Surgical site infections (SSIs) are potential complications associated with any type of surgical procedure. Although SSIs are among the most preventable HAIs. they still represent a significant burden in terms of patient morbidity and mortality and additional costs to health systems and service payers worldwide. Up to 60% of SSIs are preventable using evidence-based guidelines. When not prevented, SSIs can result in a significant increase in postoperative hospital days and many also require reoperation, both during the initial surgical admission and during hospital readmission. For these reasons, the prevention of SSI has received considerable attention from surgeons, infection control professionals and health care authorities.
A Surgical Site Infection prevention bundle is a structured approach that combines several evidence-based practices to reduce the risk of infections occurring at or near the surgical incision. SSIs are a significant complication of surgery, leading to increased patient suffering, prolonged hospital stays, higher healthcare costs, and even mortality.
The introduction of an SSI prevention bundle guideline aims to:
● Reduce the incidence of SSIs: By implementing a set of proven strategies, the bundle minimizes the chances of bacteria or other microorganisms contaminating the surgical site during, before, or after an operation.

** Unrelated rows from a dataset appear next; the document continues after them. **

//! Error types for wishring-core.
//!
//! Two layers of errors exist:
//!
//! - [`LinkError`] covers everything that can go wrong talking to the ring:
//!   transport failures, timeouts, state violations and retry exhaustion.
//!   These drive the link state machine into `Error` and are retried up to a
//!   bounded count before being surfaced.
//! - [`Error`] is what the counter engine and sync service return. Caller
//!   misuse (a zero amount, an out-of-range wish index, an invalid wish) is
//!   reported explicitly and never silently clamped.
//!
//! ## Handling
//!
//! | Error | Strategy |
//! |-------|----------|
//! | [`LinkError::Timeout`] | Retried with backoff |
//! | [`LinkError::Bluetooth`] | Retried with backoff |
//! | [`LinkError::DeviceNotFound`] | Retried with backoff |
//! | [`LinkError::NotReady`] | Do not retry, wait for `Ready` |
//! | [`LinkError::SessionActive`] | Do not retry, a session already owns the ring |
//! | [`LinkError::RetriesExhausted`] | Terminal, call `reconnect()` to start over |
//! | [`Error::Persistence`] | Surfaced, the operation is not applied |

use std::time::Duration;

use thiserror::Error;

use crate::link::LinkState;

/// Errors raised by the link layer.
///
/// This enum is marked `#[non_exhaustive]` to allow adding new error variants
/// in future versions without breaking downstream code.
#[derive(Debug, Error)]
#[non_exhaustive]
pub enum LinkError {
    /// Bluetooth Low Energy error.
    #[error("Bluetooth error: {0}")]
    Bluetooth(#[from] btleplug::Error),

    /// No Bluetooth adapter is available.
    #[error("No Bluetooth adapter available")]
    NoAdapter,

    /// No matching ring advertised during the scan window.
    #[error("No WishRing found{}", identifier.as_ref().map(|id| format!(" matching '{}'", id)).unwrap_or_default())]
    DeviceNotFound {
        /// Address or identifier the scan was narrowed to, if any.
        identifier: Option<String>,
    },

    /// A required characteristic is missing from the discovered services.
    #[error("Characteristic not found: {uuid} (searched in {service_count} services)")]
    CharacteristicNotFound {
        /// The UUID that was not found.
        uuid: String,
        /// Number of services that were searched.
        service_count: usize,
    },

    /// Operation timed out.
    #[error("Operation '{operation}' timed out after {duration:?}")]
    Timeout {
        /// The operation that timed out.
        operation: String,
        /// The timeout duration.
        duration: Duration,
    },

    /// A payload operation was attempted outside the `Ready` state.
    #[error("Link not ready (state: {state})")]
    NotReady {
        /// State the link was in.
        state: LinkState,
    },

    /// A session for this device identity is already live.
    #[error("A session for device '{0}' is already active")]
    SessionActive(String),

    /// The connection dropped.
    #[error("Connection lost: {0}")]
    ConnectionLost(String),

    /// Every allowed attempt failed; the link stays in `Error`.
    #[error("Gave up after {attempts} attempt(s): {last_error}")]
    RetriesExhausted {
        /// Number of attempts made.
        attempts: u32,
        /// Message of the final failure.
        last_error: String,
    },

    /// The operation was cancelled.
    #[error("Operation cancelled")]
    Cancelled,

    /// Failure reported by a non-BLE transport.
    #[error("Transport error: {0}")]
    Transport(String),

    /// Invalid link configuration.
    #[error("Invalid configuration: {0}")]
    InvalidConfig(String),
}

impl LinkError {
    /// Create a timeout error with operation context.
    pub fn timeout(operation: impl Into<String>, duration: Duration) -> Self {
        Self::Timeout {
            operation: operation.into(),
            duration,
        }
    }

    /// Create a device not found error.
    pub fn device_not_found(identifier: Option<&str>) -> Self {
        Self::DeviceNotFound {
            identifier: identifier.map(str::to_string),
        }
    }

    /// Create a characteristic not found error.
    pub fn characteristic_not_found(uuid: impl Into<String>, service_count: usize) -> Self {
        Self::CharacteristicNotFound {
            uuid: uuid.into(),
            service_count,
        }
    }

    /// Create a configuration error.
    pub fn invalid_config(message: impl Into<String>) -> Self {
        Self::InvalidConfig(message.into())
    }

    /// Whether another connection attempt may succeed.
    pub fn is_retryable(&self) -> bool {
        matches!(
            self,
            Self::Bluetooth(_)
                | Self::DeviceNotFound { .. }
                | Self::CharacteristicNotFound { .. }
                | Self::Timeout { .. }
                | Self::ConnectionLost(_)
                | Self::Transport(_)
        )
    }
}

/// Errors returned by the counter engine and sync service.
///
/// This enum is marked `#[non_exhaustive]` to allow adding new error variants
/// in future versions without breaking downstream code.
#[derive(Debug, Error)]
#[non_exhaustive]
pub enum Error {
    /// Link layer failure.
    #[error(transparent)]
    Link(#[from] LinkError),

    /// A payload could not be decoded.
    #[error("Decode error: {0}")]
    Decode(#[from] wishring_types::DecodeError),

    /// Increment amount was zero or negative.
    #[error("Invalid amount {0}: increments must be at least 1")]
    InvalidAmount(i64),

    /// Wish index outside the current wish list.
    #[error("Wish index {index} out of range (list has {len} wish(es))")]
    IndexOutOfRange {
        /// Requested index.
        index: usize,
        /// Length of the wish list.
        len: usize,
    },

    /// A wish entry or wish list failed validation.
    #[error("Invalid wish: {0}")]
    InvalidWish(#[from] wishring_types::WishError),

    /// The store failed; the operation was not applied.
    #[error("Persistence error: {0}")]
    Persistence(#[from] wishring_store::Error),

    /// The operation was cancelled.
    #[error("Operation cancelled")]
    Cancelled,

    /// Invalid configuration provided.
    #[error("Invalid configuration: {0}")]
    InvalidConfig(String),
}

impl Error {
    /// Create an index out of range error.
    pub fn index_out_of_range(index: usize, len: usize) -> Self {
        Self::IndexOutOfRange { index, len }
    }

    /// Create a configuration error.
    pub fn invalid_config(message: impl Into<String>) -> Self {
        Self::InvalidConfig(message.into())
    }
}

/// Result type alias using wishring-core's Error type.
pub type Result<T> = std::result::Result<T, Error>;

#[cfg(test)]
mod tests {
    use super::*;

    #[test]
    fn test_link_error_display() {
        let err = LinkError::device_not_found(Some("AA:BB"));
        assert_eq!(err.to_string(), "No WishRing found matching 'AA:BB'");

        let err = LinkError::device_not_found(None);
        assert_eq!(err.to_string(), "No WishRing found");

        let err = LinkError::timeout("connect", Duration::from_secs(15));
        assert!(err.to_string().contains("connect"));
        assert!(err.to_string().contains("15s"));

        let err = LinkError::NotReady {
            state: LinkState::Scanning,
        };
        assert!(err.to_string().contains("Scanning"));
    }

    #[test]
    fn test_retryable_classification() {
        assert!(LinkError::timeout("scan", Duration::from_secs(1)).is_retryable());
        assert!(LinkError::ConnectionLost("gone".into()).is_retryable());
        assert!(!LinkError::Cancelled.is_retryable());
        assert!(!LinkError::SessionActive("x".into()).is_retryable());
        assert!(!LinkError::NoAdapter.is_retryable());
    }

    #[test]
    fn test_error_display() {
        assert_eq!(
            Error::InvalidAmount(0).to_string(),
            "Invalid amount 0: increments must be at least 1"
        );
        let err = Error::index_out_of_range(3, 2);
        assert!(err.to_string().contains("3"));
        assert!(err.to_string().contains("2 wish"));
    }

    #[test]
    fn test_conversions() {
        let err: Error = LinkError::Cancelled.into();
        assert!(matches!(err, Error::Link(LinkError::Cancelled)));

        let err: Error = wishring_types::WishError::BlankText.into();
        assert!(matches!(err, Error::InvalidWish(_)));

        fn _assert_from_impl<T: From<btleplug::Error>>() {}
        _assert_from_impl::<LinkError>();
    }
}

● Standardize care: The guideline provides a consistent and evidence-based framework for all healthcare professionals involved in surgical procedures. This ensures that all patients receive the same high level of preventative care.
● Improve patient outcomes: Lowering the rate of SSIs leads to fewer complications, faster recovery times, and a decreased risk of readmission for patients undergoing surgery.
● Promote a multidisciplinary approach: Successful implementation of an SSI bundle requires collaboration and adherence from surgeons, nurses, anesthesiologists, and other members of the surgical team.
● Provide a basis for quality improvement: The bundle's components can be monitored and audited to assess compliance and identify areas for improvement in surgical practices.
● Educate healthcare professionals: The guideline highlights key preventative measures, reinforcing their importance and ensuring that staff are knowledgeable about best practices.
A typical SSI prevention bundle often includes interventions across the perioperative period (before, during, and after surgery). While the specific components can vary depending on the type of surgery and the healthcare setting, common elements often include:
➡️Preoperative Phase:
● Patient education: Informing patients about the importance of hygiene and what to expect before and after surgery.
● Preoperative showering or bathing with antiseptic soap (e.g., chlorhexidine): Reducing the bacterial load on the patient's skin.
● Proper hair removal (if necessary) using medical clippers: Avoiding razors, which can cause skin micro-abrasions. Use hair removal cream after doing sensitivity test for the patient if medical clipper is not available.
● Appropriate and timely administration of prophylactic antibiotics: Giving antibiotics within a specific timeframe before the incision to prevent bacterial growth during the procedure.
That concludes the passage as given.